**INSTRUCTIONS FOR THE TASK:**
Scan the records for the word "first". Return each line where it is found.

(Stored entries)
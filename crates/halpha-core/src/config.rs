use std::net::SocketAddr;
use std::path::PathBuf;
use std::time::Duration;

use reqwest::Url;

use crate::error::{DashboardError, Result};

pub const DEFAULT_FEED_URL: &str = "https://gong2.nso.edu/products/hAlphaLatest/hac.php";
pub const DEFAULT_BIND_ADDR: &str = "127.0.0.1:8501";
pub const DEFAULT_ICONS_DIR: &str = "icons";
pub const DEFAULT_REFRESH_SECS: u32 = 60;

pub const FEED_URL_VAR: &str = "HALPHA_FEED_URL";
pub const BIND_VAR: &str = "HALPHA_BIND";
pub const ICONS_DIR_VAR: &str = "HALPHA_ICONS_DIR";
pub const REFRESH_SECS_VAR: &str = "HALPHA_REFRESH_SECS";
pub const REQUEST_TIMEOUT_VAR: &str = "HALPHA_REQUEST_TIMEOUT_SECS";

#[derive(Debug, Clone, PartialEq, Eq)]
pub struct DashboardConfig {
    pub feed_url: String,
    pub bind_addr: SocketAddr,
    pub icons_dir: PathBuf,
    /// Length of the countdown between polls, in seconds.
    pub refresh_secs: u32,
    /// Unset leaves the HTTP client without a timeout.
    pub request_timeout: Option<Duration>,
}

impl Default for DashboardConfig {
    fn default() -> Self {
        Self {
            feed_url: DEFAULT_FEED_URL.to_string(),
            bind_addr: SocketAddr::from(([127, 0, 0, 1], 8501)),
            icons_dir: PathBuf::from(DEFAULT_ICONS_DIR),
            refresh_secs: DEFAULT_REFRESH_SECS,
            request_timeout: None,
        }
    }
}

impl DashboardConfig {
    pub fn from_env() -> Result<Self> {
        Self::from_lookup(|key| std::env::var(key).ok())
    }

    /// Builds a config from `lookup`, falling back to defaults for unset keys.
    pub fn from_lookup<F>(lookup: F) -> Result<Self>
    where
        F: Fn(&str) -> Option<String>,
    {
        let mut config = Self::default();

        if let Some(url) = lookup(FEED_URL_VAR) {
            config.feed_url = url;
        }
        if let Some(bind) = lookup(BIND_VAR) {
            config.bind_addr = parse_var(BIND_VAR, &bind)?;
        }
        if let Some(dir) = lookup(ICONS_DIR_VAR) {
            config.icons_dir = PathBuf::from(dir);
        }
        if let Some(secs) = lookup(REFRESH_SECS_VAR) {
            config.refresh_secs = parse_var(REFRESH_SECS_VAR, &secs)?;
        }
        if let Some(secs) = lookup(REQUEST_TIMEOUT_VAR) {
            config.request_timeout =
                Some(Duration::from_secs(parse_var(REQUEST_TIMEOUT_VAR, &secs)?));
        }

        config.validate()?;
        Ok(config)
    }

    pub fn validate(&self) -> Result<()> {
        let url = Url::parse(&self.feed_url).map_err(|err| {
            DashboardError::Config(format!("feed url {:?} is invalid: {err}", self.feed_url))
        })?;
        if !matches!(url.scheme(), "http" | "https") {
            return Err(DashboardError::Config(format!(
                "feed url must be http or https, got {}",
                url.scheme()
            )));
        }
        if self.refresh_secs == 0 {
            return Err(DashboardError::Config(
                "refresh interval must be at least one second".into(),
            ));
        }
        if self.request_timeout.is_some_and(|timeout| timeout.is_zero()) {
            return Err(DashboardError::Config(
                "request timeout must be greater than zero".into(),
            ));
        }
        Ok(())
    }
}

fn parse_var<T>(key: &str, raw: &str) -> Result<T>
where
    T: std::str::FromStr,
    T::Err: std::fmt::Display,
{
    raw.trim()
        .parse()
        .map_err(|err| DashboardError::Config(format!("{key}={raw:?} is invalid: {err}")))
}
use std::path::Path;

use serde::Serialize;
use tracing::debug;

use crate::age::DAY;
use crate::error::{DashboardError, Result};

const NIGHT_AFTER: u64 = 3600;
const QUESTION_MARK_FROM: u64 = 3 * DAY;
const CROSS_FROM: u64 = 10 * DAY;

/// Status glyph shown in the first column of each site row.
#[derive(Debug, Clone, Copy, PartialEq, Eq, Hash, Serialize)]
#[serde(rename_all = "kebab-case")]
pub enum StatusIcon {
    Day,
    Night,
    QuestionMark,
    Cross,
}

impl StatusIcon {
    pub const ALL: [StatusIcon; 4] = [
        StatusIcon::Day,
        StatusIcon::Night,
        StatusIcon::QuestionMark,
        StatusIcon::Cross,
    ];

    /// Thresholds are checked in ascending order and the last match wins.
    pub fn for_age(age_seconds: u64) -> Self {
        let mut icon = StatusIcon::Day;
        if age_seconds > NIGHT_AFTER {
            icon = StatusIcon::Night;
        }
        if age_seconds >= QUESTION_MARK_FROM {
            icon = StatusIcon::QuestionMark;
        }
        if age_seconds >= CROSS_FROM {
            icon = StatusIcon::Cross;
        }
        icon
    }

    pub fn label(self) -> &'static str {
        match self {
            StatusIcon::Day => "day",
            StatusIcon::Night => "night",
            StatusIcon::QuestionMark => "question-mark",
            StatusIcon::Cross => "cross",
        }
    }

    pub fn file_name(self) -> &'static str {
        match self {
            StatusIcon::Day => "day.svg",
            StatusIcon::Night => "night.svg",
            StatusIcon::QuestionMark => "questionMark.svg",
            StatusIcon::Cross => "cross.svg",
        }
    }

    pub fn from_file_name(name: &str) -> Option<Self> {
        Self::ALL.into_iter().find(|icon| icon.file_name() == name)
    }
}

/// Fails with the first icon file not present under `dir`.
pub fn verify_icons(dir: &Path) -> Result<()> {
    for icon in StatusIcon::ALL {
        let path = dir.join(icon.file_name());
        if !path.is_file() {
            return Err(DashboardError::MissingIcon(path));
        }
        debug!(icon = icon.label(), path = %path.display(), "status icon present");
    }
    Ok(())
}
pub mod errors;
pub mod model;
mod decode;

pub use decode::{parse_feed, parse_feed_slice};
pub use errors::FeedError;
pub use model::{link_target, FeedEnvelope, SiteReport, NO_LINK};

**YOUR RESPONSE:**
/// Status glyph shown in the first column of each site row.
/// Fails with the first icon file not present under `dir`.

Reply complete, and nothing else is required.